Your task: Which lines in the records below contain the word "warn"? Copy each one out.

Task input:
________
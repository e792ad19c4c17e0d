//! The command broadcast engine.
//!
//! One broadcast sends a single command line to every open host and reduces
//! the per-host replies to one outcome.  The phases are strictly ordered:
//!
//! 1. Snapshot the open hosts.
//! 2. Transmit the line to each host concurrently (one task per host).
//! 3. Join every transmit task — the barrier.  No reply is read until every
//!    command has been sent, so a fast host's reply cannot race a slow
//!    host's still-in-flight command.
//! 4. Read each host's reply in turn under a fixed inactivity timeout.
//! 5. Compare first tokens: all equal is success, anything else is failure.
//!
//! Reads are sequential on purpose even though sends are parallel: it keeps
//! the host↔reply correlation trivial and bounds total blocking time at
//! N × [`READ_TIMEOUT`].  Callers that need a tighter worst case would have
//! to parallelize the read phase as well.
//!
//! A transmit failure on one host is logged and does not abort the others;
//! that host's link is dropped after the barrier and its missing reply fails
//! the reduction.

use std::fmt;
use std::sync::Arc;
use std::time::Duration;

use camerad_core::{Command, ReplyBuffer};
use thiserror::Error;
use tokio::io::{AsyncReadExt, AsyncWriteExt};
use tokio::task::JoinSet;
use tokio::time::timeout;
use tracing::{debug, warn};

use super::hosts::HostSet;

/// Per-host inactivity timeout during the read phase.
pub const READ_TIMEOUT: Duration = Duration::from_secs(10);

/// The reduced result of one host for one broadcast.  `token` is `None`
/// when the host produced no parsable reply (timeout, closed connection, or
/// failed transmit).
#[derive(Debug, Clone, PartialEq, Eq)]
pub struct HostReply {
    pub host: String,
    pub token: Option<String>,
}

fn token_list(replies: &[HostReply]) -> String {
    let tokens: Vec<&str> = replies
        .iter()
        .map(|r| r.token.as_deref().unwrap_or("<none>"))
        .collect();
    tokens.join(", ")
}

/// Errors produced by [`Broadcaster::send`].
#[derive(Debug, Error)]
pub enum BroadcastError {
    /// The host set has no open connections; nothing was sent.
    #[error("no connected hosts")]
    NoConnection,
    /// At least one host produced no terminal reply within the timeout.
    #[error("missing reply from one or more hosts: {}", token_list(.0))]
    NoReply(Vec<HostReply>),
    /// The hosts answered, but not all with the same value.  Carries every
    /// per-host token so the caller can see exactly who disagreed.
    #[error("hosts returned different values: {}", token_list(.0))]
    Disagreement(Vec<HostReply>),
}

impl BroadcastError {
    /// The per-host replies behind a failed reduction, if any.
    pub fn replies(&self) -> Option<&[HostReply]> {
        match self {
            BroadcastError::NoConnection => None,
            BroadcastError::NoReply(r) | BroadcastError::Disagreement(r) => Some(r),
        }
    }
}

/// Dispatches command lines to every open host of a [`HostSet`].
///
/// The broadcaster itself is stateless apart from its read timeout; it
/// borrows the host set mutably for the duration of one call, which also
/// serializes broadcasts on the same set.
pub struct Broadcaster {
    read_timeout: Duration,
}

impl Default for Broadcaster {
    fn default() -> Self {
        Self {
            read_timeout: READ_TIMEOUT,
        }
    }
}

impl fmt::Debug for Broadcaster {
    fn fmt(&self, f: &mut fmt::Formatter<'_>) -> fmt::Result {
        f.debug_struct("Broadcaster")
            .field("read_timeout", &self.read_timeout)
            .finish()
    }
}

impl Broadcaster {
    pub fn new() -> Self {
        Self::default()
    }

    /// Overrides the per-host read timeout.  Tests use this to avoid
    /// waiting the full 10 s on a deliberately silent mock host.
    pub fn with_read_timeout(read_timeout: Duration) -> Self {
        Self { read_timeout }
    }

    /// Broadcasts `command` to every open host and reduces the replies.
    ///
    /// On success returns the token shared by all hosts.
    ///
    /// # Errors
    ///
    /// - [`BroadcastError::NoConnection`] when no host is open (checked
    ///   before any I/O).
    /// - [`BroadcastError::NoReply`] when a host yields no parsable reply.
    /// - [`BroadcastError::Disagreement`] when hosts return different
    ///   values.
    pub async fn send(
        &self,
        hosts: &mut HostSet,
        command: &Command,
    ) -> Result<String, BroadcastError> {
        if hosts.is_empty() {
            return Err(BroadcastError::NoConnection);
        }

        let line = command.to_line();
        debug!("broadcasting '{command}' to {} host(s)", hosts.open_count());

        // Phase 1: snapshot the open hosts at call time.
        let snapshot: Vec<usize> = hosts
            .hosts
            .iter()
            .enumerate()
            .filter(|(_, h)| h.is_open())
            .map(|(i, _)| i)
            .collect();

        // Phase 2: concurrent transmit, one task per host.
        let mut transmits: JoinSet<(usize, std::io::Result<()>)> = JoinSet::new();
        for &index in &snapshot {
            let host = &hosts.hosts[index];
            let Some(link) = host.link.as_ref() else {
                continue;
            };
            let writer = Arc::clone(&link.writer);
            let bytes = line.clone().into_bytes();
            transmits.spawn(async move {
                let mut writer = writer.lock().await;
                (index, writer.write_all(&bytes).await)
            });
        }

        // Phase 3: the barrier.  Every send completes (or fails) before any
        // read begins.
        let mut failed = Vec::new();
        while let Some(joined) = transmits.join_next().await {
            match joined {
                Ok((_, Ok(()))) => {}
                Ok((index, Err(e))) => {
                    warn!(
                        "unable to send command to {}: {e}; host may be down",
                        hosts.hosts[index].name
                    );
                    failed.push(index);
                }
                Err(e) => warn!("transmit task failed: {e}"),
            }
        }
        for index in failed {
            hosts.drop_link_at(index);
        }

        // Phase 4: sequential timed reads, in snapshot order.
        let mut replies = Vec::with_capacity(snapshot.len());
        for &index in &snapshot {
            let host = &mut hosts.hosts[index];
            let name = host.name.clone();
            let mut reply = ReplyBuffer::new();

            if let Some(link) = host.link.as_mut() {
                let mut buf = [0u8; 1024];
                loop {
                    match timeout(self.read_timeout, link.reader.read(&mut buf)).await {
                        Err(_elapsed) => {
                            warn!("read timeout waiting for {name}");
                            break;
                        }
                        Ok(Ok(0)) => {
                            warn!("connection to {name} closed mid-reply");
                            break;
                        }
                        Ok(Ok(n)) => {
                            let fragment = String::from_utf8_lossy(&buf[..n]).into_owned();
                            if reply.push(fragment) {
                                break;
                            }
                        }
                        Ok(Err(e)) => {
                            warn!("read error on {name}: {e}");
                            break;
                        }
                    }
                }
            }

            if reply.is_complete() {
                debug!("{name} complete");
            }
            replies.push(HostReply {
                host: name,
                token: reply.token().map(str::to_string),
            });
        }

        // Phase 5: reduce.
        let Some(first) = replies.first().and_then(|r| r.token.clone()) else {
            return Err(BroadcastError::NoReply(replies));
        };
        if replies.iter().any(|r| r.token.is_none()) {
            return Err(BroadcastError::NoReply(replies));
        }
        if replies
            .iter()
            .all(|r| r.token.as_deref() == Some(first.as_str()))
        {
            Ok(first)
        } else {
            Err(BroadcastError::Disagreement(replies))
        }
    }
}

// ── Tests ─────────────────────────────────────────────────────────────────────

#[cfg(test)]
mod tests {
    use super::*;

    fn reply(host: &str, token: Option<&str>) -> HostReply {
        HostReply {
            host: host.to_string(),
            token: token.map(str::to_string),
        }
    }

    #[tokio::test]
    async fn test_send_with_no_open_hosts_fails_fast() {
        let mut hosts = HostSet::new(Vec::new());
        let result = Broadcaster::new()
            .send(&mut hosts, &Command::new("open"))
            .await;
        assert!(matches!(result, Err(BroadcastError::NoConnection)));
    }

    #[test]
    fn test_disagreement_message_lists_every_token() {
        let err = BroadcastError::Disagreement(vec![
            reply("camera1", Some("DONE")),
            reply("camera2", Some("ERROR")),
        ]);
        assert_eq!(
            err.to_string(),
            "hosts returned different values: DONE, ERROR"
        );
    }

    #[test]
    fn test_no_reply_message_marks_missing_tokens() {
        let err = BroadcastError::NoReply(vec![
            reply("camera1", Some("DONE")),
            reply("camera2", None),
        ]);
        assert_eq!(
            err.to_string(),
            "missing reply from one or more hosts: DONE, <none>"
        );
    }

    #[test]
    fn test_replies_accessor_covers_failure_variants() {
        assert!(BroadcastError::NoConnection.replies().is_none());
        let err = BroadcastError::NoReply(vec![reply("camera1", None)]);
        assert_eq!(err.replies().map(<[HostReply]>::len), Some(1));
    }
}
________
Task result:
use tracing::{debug, warn};
                    warn!(
                Err(e) => warn!("transmit task failed: {e}"),
                            warn!("read timeout waiting for {name}");
                            warn!("connection to {name} closed mid-reply");
                            warn!("read error on {name}: {e}");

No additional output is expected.